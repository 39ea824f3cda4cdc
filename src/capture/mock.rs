//! Synthetic camera used by tests and the demo binary.

use super::camera::{CaptureDevice, DeviceError, DeviceProvider, SurfaceInfo};
use super::{CaptureConfig, RawFrame};
use crate::coordinator::FrameSink;
use std::sync::atomic::{AtomicBool, AtomicUsize, Ordering};
use std::sync::Arc;
use std::thread::{self, JoinHandle};
use std::time::Duration;

/// Provider handing out [`MockDevice`]s.
#[derive(Debug, Clone)]
pub struct MockProvider {
    available: bool,
    fail_preview: bool,
    acquire_delay: Duration,
    acquisitions: Arc<AtomicUsize>,
}

impl MockProvider {
    /// A provider with an available camera.
    pub fn new() -> Self {
        Self {
            available: true,
            fail_preview: false,
            acquire_delay: Duration::ZERO,
            acquisitions: Arc::new(AtomicUsize::new(0)),
        }
    }

    /// A provider whose camera is missing or busy.
    pub fn unavailable() -> Self {
        Self {
            available: false,
            ..Self::new()
        }
    }

    /// Simulates slow device I/O during acquisition.
    pub fn with_acquire_delay(mut self, delay: Duration) -> Self {
        self.acquire_delay = delay;
        self
    }

    /// Devices from this provider refuse to start their preview.
    pub fn with_failing_preview(mut self) -> Self {
        self.fail_preview = true;
        self
    }

    /// Number of acquisition attempts made so far.
    pub fn acquisitions(&self) -> usize {
        self.acquisitions.load(Ordering::SeqCst)
    }
}

impl Default for MockProvider {
    fn default() -> Self {
        Self::new()
    }
}

impl DeviceProvider for MockProvider {
    type Device = MockDevice;

    fn acquire(&self, config: &CaptureConfig) -> Result<MockDevice, DeviceError> {
        self.acquisitions.fetch_add(1, Ordering::SeqCst);
        if !self.acquire_delay.is_zero() {
            thread::sleep(self.acquire_delay);
        }

        if !self.available {
            return Err(DeviceError::Unavailable(
                "no camera hardware or camera busy".to_string(),
            ));
        }
        config
            .validate()
            .map_err(|e| DeviceError::Unavailable(e.to_string()))?;

        tracing::info!(
            device_id = config.device_id,
            width = config.width,
            height = config.height,
            "MockDevice acquired"
        );
        Ok(MockDevice::new(config, self.fail_preview))
    }
}

struct PreviewThread {
    stop: Arc<AtomicBool>,
    handle: JoinHandle<()>,
}

/// Mock camera generating a moving NV21 test pattern.
pub struct MockDevice {
    width: u32,
    height: u32,
    frame_interval: Duration,
    orientation: u16,
    fail_preview: bool,
    sink: Option<FrameSink>,
    surface: Option<SurfaceInfo>,
    preview: Option<PreviewThread>,
}

impl MockDevice {
    fn new(config: &CaptureConfig, fail_preview: bool) -> Self {
        Self {
            width: config.width,
            height: config.height,
            frame_interval: Duration::from_millis(1000 / u64::from(config.fps.max(1))),
            orientation: 0,
            fail_preview,
            sink: None,
            surface: None,
            preview: None,
        }
    }

    /// Returns the rotation last applied to the preview.
    pub fn orientation(&self) -> u16 {
        self.orientation
    }

    /// Returns true while the generator thread is running.
    pub fn is_previewing(&self) -> bool {
        self.preview.is_some()
    }

    fn halt_preview(&mut self) -> bool {
        match self.preview.take() {
            Some(preview) => {
                preview.stop.store(true, Ordering::Release);
                if preview.handle.join().is_err() {
                    tracing::warn!("MockDevice preview thread panicked");
                }
                true
            }
            None => false,
        }
    }
}

impl CaptureDevice for MockDevice {
    fn set_display_orientation(&mut self, degrees: u16) -> Result<(), DeviceError> {
        self.orientation = degrees;
        Ok(())
    }

    fn set_frame_sink(&mut self, sink: FrameSink) {
        self.sink = Some(sink);
    }

    fn set_preview_display(&mut self, surface: &SurfaceInfo) -> Result<(), DeviceError> {
        if surface.width == 0 || surface.height == 0 {
            return Err(DeviceError::PreviewSetupFailed(format!(
                "surface {}x{} has no area",
                surface.width, surface.height
            )));
        }
        self.surface = Some(*surface);
        Ok(())
    }

    fn start_preview(&mut self) -> Result<(), DeviceError> {
        if self.fail_preview {
            return Err(DeviceError::PreviewSetupFailed(
                "preview refused by mock device".to_string(),
            ));
        }
        if self.surface.is_none() {
            return Err(DeviceError::NoSurface);
        }
        if self.preview.is_some() {
            return Ok(());
        }

        let stop = Arc::new(AtomicBool::new(false));
        let thread_stop = Arc::clone(&stop);
        let sink = self.sink.clone();
        let (width, height, interval) = (self.width, self.height, self.frame_interval);

        let handle = thread::Builder::new()
            .name("mock-preview".to_string())
            .spawn(move || run_preview(sink, width, height, interval, thread_stop))
            .map_err(|e| DeviceError::PreviewSetupFailed(e.to_string()))?;

        self.preview = Some(PreviewThread { stop, handle });
        tracing::debug!(width, height, "MockDevice preview started");
        Ok(())
    }

    fn stop_preview(&mut self) -> Result<(), DeviceError> {
        if self.halt_preview() {
            tracing::debug!("MockDevice preview stopped");
            Ok(())
        } else {
            Err(DeviceError::PreviewNotRunning)
        }
    }

    fn preview_size(&self) -> (u32, u32) {
        (self.width, self.height)
    }

    fn release(&mut self) {
        self.halt_preview();
        self.sink = None;
        self.surface = None;
        tracing::info!("MockDevice released");
    }
}

impl Drop for MockDevice {
    fn drop(&mut self) {
        self.halt_preview();
    }
}

/// Frame generator loop. One buffer is reused for every frame, the way
/// real drivers recycle their preview buffers.
fn run_preview(
    sink: Option<FrameSink>,
    width: u32,
    height: u32,
    interval: Duration,
    stop: Arc<AtomicBool>,
) {
    let mut buffer = vec![0u8; RawFrame::expected_len(width, height)];
    let mut sequence = 0u64;

    while !stop.load(Ordering::Acquire) {
        fill_test_pattern(&mut buffer, width, height, sequence);

        if let Some(sink) = &sink {
            if let Err(e) = sink.on_frame(&buffer, width, height) {
                tracing::error!(error = %e, "frame rejected, stopping mock preview");
                break;
            }
        }

        sequence = sequence.wrapping_add(1);
        thread::sleep(interval);
    }
}

/// Writes a diagonal luma ramp and slowly rotating chroma into `buffer`.
pub fn fill_test_pattern(buffer: &mut [u8], width: u32, height: u32, sequence: u64) {
    let (w, h) = (width as usize, height as usize);
    let (luma, chroma) = buffer.split_at_mut(w * h);

    for (row, line) in luma.chunks_exact_mut(w).enumerate() {
        for (col, y) in line.iter_mut().enumerate() {
            *y = (16 + (row + col + sequence as usize) % 220) as u8;
        }
    }

    let phase = (sequence % 256) as u8;
    for pair in chroma.chunks_exact_mut(2) {
        pair[0] = phase;
        pair[1] = 255 - phase;
    }
}

#[cfg(test)]
mod tests {
    use super::*;

    #[test]
    fn test_unavailable_provider() {
        let provider = MockProvider::unavailable();
        let result = provider.acquire(&CaptureConfig::default());

        assert!(matches!(result, Err(DeviceError::Unavailable(_))));
        assert_eq!(provider.acquisitions(), 1);
    }

    #[test]
    fn test_stop_without_start() {
        let provider = MockProvider::new();
        let mut device = provider.acquire(&CaptureConfig::default()).unwrap();

        assert_eq!(device.stop_preview(), Err(DeviceError::PreviewNotRunning));
    }

    #[test]
    fn test_preview_requires_surface() {
        let provider = MockProvider::new();
        let mut device = provider.acquire(&CaptureConfig::default()).unwrap();

        assert_eq!(device.start_preview(), Err(DeviceError::NoSurface));

        device
            .set_preview_display(&SurfaceInfo::new(640, 480))
            .unwrap();
        device.start_preview().unwrap();
        assert!(device.is_previewing());

        device.stop_preview().unwrap();
        assert!(!device.is_previewing());
    }

    #[test]
    fn test_orientation_is_recorded() {
        let provider = MockProvider::new();
        let mut device = provider.acquire(&CaptureConfig::default()).unwrap();
        assert_eq!(device.orientation(), 0);

        device.set_display_orientation(270).unwrap();
        assert_eq!(device.orientation(), 270);
    }

    #[test]
    fn test_pattern_is_valid_frame() {
        let mut buffer = vec![0u8; RawFrame::expected_len(8, 6)];
        fill_test_pattern(&mut buffer, 8, 6, 3);

        let frame = RawFrame::new(&buffer, 8, 6).unwrap();
        assert!(frame.luma().iter().all(|&y| y >= 16));
        assert_eq!(frame.chroma()[0], 3);
        assert_eq!(frame.chroma()[1], 252);
    }
}
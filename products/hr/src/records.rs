//! Read-only payloads for the remaining dashboard sections.

use std::fmt;

use platform_authz::Role;
use serde::{Deserialize, Serialize};

/// A number or free text, as mock data mixes both ("15", "Unlimited",
/// "$1.2M").
#[derive(Clone, Debug, PartialEq, Deserialize, Serialize)]
#[serde(untagged)]
pub enum Figure {
    Number(f64),
    Text(String),
}

impl fmt::Display for Figure {
    fn fmt(&self, f: &mut fmt::Formatter<'_>) -> fmt::Result {
        match self {
            Figure::Number(n) if n.fract() == 0.0 => write!(f, "{}", *n as i64),
            Figure::Number(n) => write!(f, "{n}"),
            Figure::Text(text) => f.write_str(text),
        }
    }
}

#[derive(Clone, Debug, PartialEq, Deserialize, Serialize)]
pub struct Resource {
    #[serde(default)]
    pub id: Option<String>,
    pub title: String,
    #[serde(default)]
    pub description: String,
    #[serde(default)]
    pub filename: Option<String>,
    pub file_type: String,
    #[serde(default)]
    pub file_size: Option<String>,
    #[serde(default)]
    pub upload_date: Option<String>,
    /// Role keys (`hr`, `intern`, ...).
    #[serde(default)]
    pub allowed_roles: Vec<String>,
}

impl Resource {
    pub fn is_visible_to(&self, role: Role) -> bool {
        self.allowed_roles
            .iter()
            .any(|allowed| allowed.eq_ignore_ascii_case(role.key()))
    }
}

#[derive(Clone, Debug, PartialEq, Deserialize, Serialize)]
pub struct TimeOff {
    #[serde(default)]
    pub policies: Vec<TimeOffPolicy>,
    #[serde(default)]
    pub upcoming_time_off: Vec<TimeOffEntry>,
}

#[derive(Clone, Debug, PartialEq, Deserialize, Serialize)]
pub struct TimeOffPolicy {
    #[serde(rename = "type")]
    pub kind: String,
    pub days_per_year: Figure,
    #[serde(default)]
    pub carryover_limit: Option<Figure>,
    #[serde(default)]
    pub description: String,
}

#[derive(Clone, Debug, PartialEq, Deserialize, Serialize)]
pub struct TimeOffEntry {
    pub employee: String,
    #[serde(rename = "type")]
    pub kind: String,
    pub start_date: String,
    pub end_date: String,
    pub status: String,
}

impl TimeOffEntry {
    /// Anything not explicitly approved is shown as pending.
    pub fn is_approved(&self) -> bool {
        self.status == "Approved"
    }
}

#[derive(Clone, Debug, PartialEq, Deserialize, Serialize)]
pub struct TimeTracking {
    pub weekly_summary: WeeklySummary,
    #[serde(default)]
    pub current_week: Vec<TimeEntry>,
}

#[derive(Clone, Copy, Debug, PartialEq, Deserialize, Serialize)]
pub struct WeeklySummary {
    pub total_hours: f64,
    pub expected_hours: f64,
}

impl WeeklySummary {
    /// Logged hours as a rounded percentage of expected hours. May exceed 100.
    pub fn utilization(&self) -> u32 {
        self.ratio().map_or(0, |ratio| (ratio * 100.0).round() as u32)
    }

    /// Fill of the progress bar, capped at 100.
    pub fn bar_fill(&self) -> f64 {
        self.ratio().map_or(0.0, |ratio| (ratio * 100.0).min(100.0))
    }

    fn ratio(&self) -> Option<f64> {
        (self.expected_hours > 0.0).then(|| self.total_hours.max(0.0) / self.expected_hours)
    }
}

#[derive(Clone, Debug, PartialEq, Deserialize, Serialize)]
pub struct TimeEntry {
    pub date: String,
    pub project: String,
    pub hours: f64,
    #[serde(default)]
    pub description: String,
}

#[derive(Clone, Debug, PartialEq, Deserialize, Serialize)]
pub struct Groups {
    #[serde(default)]
    pub departments: Vec<Department>,
    #[serde(default)]
    pub teams: Vec<Team>,
}

#[derive(Clone, Debug, PartialEq, Deserialize, Serialize)]
pub struct Department {
    pub name: String,
    pub manager: String,
    #[serde(default)]
    pub budget: Option<Figure>,
    #[serde(default)]
    pub members: Vec<String>,
}

#[derive(Clone, Debug, PartialEq, Deserialize, Serialize)]
pub struct Team {
    pub name: String,
    pub lead: String,
    #[serde(default)]
    pub focus: String,
    #[serde(default)]
    pub members: Vec<String>,
}

#[derive(Clone, Debug, PartialEq, Deserialize, Serialize)]
pub struct Entity {
    pub id: String,
    pub name: String,
    #[serde(rename = "type")]
    pub kind: String,
    pub location: String,
    pub employees: Figure,
    pub status: String,
}

#[cfg(test)]
mod tests {
    use super::*;

    #[test]
    fn utilization_rounds_and_bar_caps() {
        let summary = WeeklySummary {
            total_hours: 42.5,
            expected_hours: 40.0,
        };
        assert_eq!(summary.utilization(), 106);
        assert_eq!(summary.bar_fill(), 100.0);

        let partial = WeeklySummary {
            total_hours: 30.0,
            expected_hours: 40.0,
        };
        assert_eq!(partial.utilization(), 75);
        assert_eq!(partial.bar_fill(), 75.0);
    }

    #[test]
    fn zero_expected_hours_is_zero_utilization() {
        let summary = WeeklySummary {
            total_hours: 8.0,
            expected_hours: 0.0,
        };
        assert_eq!(summary.utilization(), 0);
        assert_eq!(summary.bar_fill(), 0.0);
    }

    #[test]
    fn resource_visibility_uses_role_keys() {
        let resource: Resource = serde_json::from_str(
            r#"{"title":"Handbook","file_type":"pdf","allowed_roles":["admin","hr","intern"]}"#,
        )
        .unwrap();
        assert!(resource.is_visible_to(Role::HrSpecialist));
        assert!(resource.is_visible_to(Role::Intern));
        assert!(!resource.is_visible_to(Role::Engineer));
    }

    #[test]
    fn figures_accept_numbers_and_text() {
        let policy: TimeOffPolicy = serde_json::from_str(
            r#"{"type":"Vacation","days_per_year":15,"carryover_limit":"Unlimited","description":"Paid leave"}"#,
        )
        .unwrap();
        assert_eq!(policy.days_per_year.to_string(), "15");
        assert_eq!(
            policy.carryover_limit,
            Some(Figure::Text("Unlimited".into()))
        );
        assert_eq!(Figure::Number(7.5).to_string(), "7.5");
    }

    #[test]
    fn only_approved_entries_are_approved() {
        let entry = |status: &str| TimeOffEntry {
            employee: "Lisa Chen".into(),
            kind: "Vacation".into(),
            start_date: "2025-08-01".into(),
            end_date: "2025-08-05".into(),
            status: status.into(),
        };
        assert!(entry("Approved").is_approved());
        assert!(!entry("Pending").is_approved());
    }
}
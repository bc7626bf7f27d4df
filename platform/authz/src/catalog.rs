use std::collections::{BTreeSet, HashMap};

use once_cell::sync::Lazy;
use serde::Serialize;

use crate::{Module, ModuleDefinition, Role};

static BUILTIN: Lazy<RoleCatalog> = Lazy::new(RoleCatalog::builtin);

/// Role to module grants. Built once; never mutated afterwards.
#[derive(Clone, Debug)]
pub struct RoleCatalog {
    access: HashMap<Role, BTreeSet<Module>>,
}

impl RoleCatalog {
    /// The process-wide catalog.
    pub fn global() -> &'static RoleCatalog {
        &BUILTIN
    }

    fn builtin() -> Self {
        use Module::*;

        let grants: [(Role, &[Module]); 6] = [
            (Role::Admin, &Module::ALL),
            (
                Role::HrSpecialist,
                &[
                    Contractors,
                    Onboarding,
                    Resources,
                    Upload,
                    TimeOff,
                    TimeTracking,
                    Groups,
                ],
            ),
            (Role::Manager, &[Contractors, Resources, Upload, TimeOff]),
            (Role::Engineer, &[Resources, Upload]),
            (Role::Marketing, &[Resources, Upload]),
            (Role::Intern, &[Resources]),
        ];
        let access = grants
            .into_iter()
            .map(|(role, modules)| (role, modules.iter().copied().collect()))
            .collect();
        Self { access }
    }

    pub fn grants(&self, role: Role, module: Module) -> bool {
        self.access
            .get(&role)
            .is_some_and(|modules| modules.contains(&module))
    }

    /// Granted modules in dashboard order.
    pub fn modules_for(&self, role: Role) -> Vec<Module> {
        Module::ALL
            .into_iter()
            .filter(|module| self.grants(role, *module))
            .collect()
    }
}

#[derive(Clone, Copy, Debug, Eq, PartialEq, Serialize)]
#[serde(rename_all = "snake_case")]
pub enum Access {
    Allowed,
    Locked,
}

impl Access {
    pub fn is_allowed(self) -> bool {
        matches!(self, Access::Allowed)
    }
}

/// One entry of the module grid. Locked modules stay in the grid.
#[derive(Clone, Debug, Serialize)]
pub struct ModuleTile {
    #[serde(flatten)]
    pub definition: &'static ModuleDefinition,
    pub access: Access,
}

#[derive(Clone, Copy, Debug)]
pub struct AccessClassifier<'a> {
    catalog: &'a RoleCatalog,
}

impl Default for AccessClassifier<'static> {
    fn default() -> Self {
        Self::new(RoleCatalog::global())
    }
}

impl<'a> AccessClassifier<'a> {
    pub fn new(catalog: &'a RoleCatalog) -> Self {
        Self { catalog }
    }

    /// Boundary form keyed by strings. An unrecognised role or module name is
    /// locked rather than an error.
    pub fn is_allowed(&self, role: &str, module: &str) -> bool {
        match (Role::parse(role), Module::from_name(module)) {
            (Some(role), Some(module)) => self.catalog.grants(role, module),
            _ => false,
        }
    }

    pub fn classify(&self, role: Role, module: Module) -> Access {
        if self.catalog.grants(role, module) {
            Access::Allowed
        } else {
            Access::Locked
        }
    }

    /// Every module in dashboard order with its access for `role`. Without a
    /// role everything is locked.
    pub fn dashboard(&self, role: Option<Role>) -> Vec<ModuleTile> {
        Module::ALL
            .into_iter()
            .map(|module| ModuleTile {
                definition: module.definition(),
                access: role.map_or(Access::Locked, |role| self.classify(role, module)),
            })
            .collect()
    }
}

#[cfg(test)]
mod tests {
    use super::*;

    #[test]
    fn every_role_has_at_least_one_module() {
        let catalog = RoleCatalog::global();
        for role in Role::ALL {
            assert!(!catalog.modules_for(role).is_empty(), "{role} has no modules");
        }
    }

    #[test]
    fn admin_sees_everything_and_intern_only_resources() {
        let catalog = RoleCatalog::global();
        assert_eq!(catalog.modules_for(Role::Admin), Module::ALL.to_vec());
        assert_eq!(catalog.modules_for(Role::Intern), vec![Module::Resources]);
        assert_eq!(
            catalog.modules_for(Role::Manager),
            vec![
                Module::Contractors,
                Module::Resources,
                Module::Upload,
                Module::TimeOff
            ]
        );
    }

    #[test]
    fn unknown_roles_are_locked_out_of_everything() {
        let classifier = AccessClassifier::default();
        for module in Module::ALL {
            assert!(!classifier.is_allowed("Janitor", module.name()));
            assert!(!classifier.is_allowed("", module.name()));
        }
    }

    #[test]
    fn string_lookup_matches_membership() {
        let classifier = AccessClassifier::default();
        let catalog = RoleCatalog::global();
        for role in Role::ALL {
            for module in Module::ALL {
                assert_eq!(
                    classifier.is_allowed(role.label(), module.name()),
                    catalog.grants(role, module),
                    "{role} / {module}"
                );
            }
        }
    }

    #[test]
    fn module_names_must_match_exactly() {
        let classifier = AccessClassifier::default();
        assert!(classifier.is_allowed("HR Specialist", "Time Off"));
        assert!(!classifier.is_allowed("HR Specialist", "time-off"));
        assert!(!classifier.is_allowed("HR Specialist", "Entities"));
    }

    #[test]
    fn dashboard_keeps_locked_tiles() {
        let classifier = AccessClassifier::default();
        let tiles = classifier.dashboard(Some(Role::Engineer));
        assert_eq!(tiles.len(), Module::ALL.len());
        let allowed: Vec<Module> = tiles
            .iter()
            .filter(|tile| tile.access.is_allowed())
            .map(|tile| tile.definition.module)
            .collect();
        assert_eq!(allowed, vec![Module::Resources, Module::Upload]);

        let anonymous = classifier.dashboard(None);
        assert!(anonymous.iter().all(|tile| tile.access == Access::Locked));
    }

    #[test]
    fn classification_is_idempotent() {
        let classifier = AccessClassifier::default();
        let first = classifier.classify(Role::Marketing, Module::Upload);
        let second = classifier.classify(Role::Marketing, Module::Upload);
        assert_eq!(first, second);
        assert_eq!(first, Access::Allowed);
    }
}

#####

TRY IT ->
Go through the material above and output exactly the lines from the one containing "self.surface = Some(*surface);" through the one containing "let stop = Arc::new(AtomicBool::new(false));".

SOLUTION TO THE PROBLEM ->
        self.surface = Some(*surface);
        Ok(())
    }

    fn start_preview(&mut self) -> Result<(), DeviceError> {
        if self.fail_preview {
            return Err(DeviceError::PreviewSetupFailed(
                "preview refused by mock device".to_string(),
            ));
        }
        if self.surface.is_none() {
            return Err(DeviceError::NoSurface);
        }
        if self.preview.is_some() {
            return Ok(());
        }

        let stop = Arc::new(AtomicBool::new(false));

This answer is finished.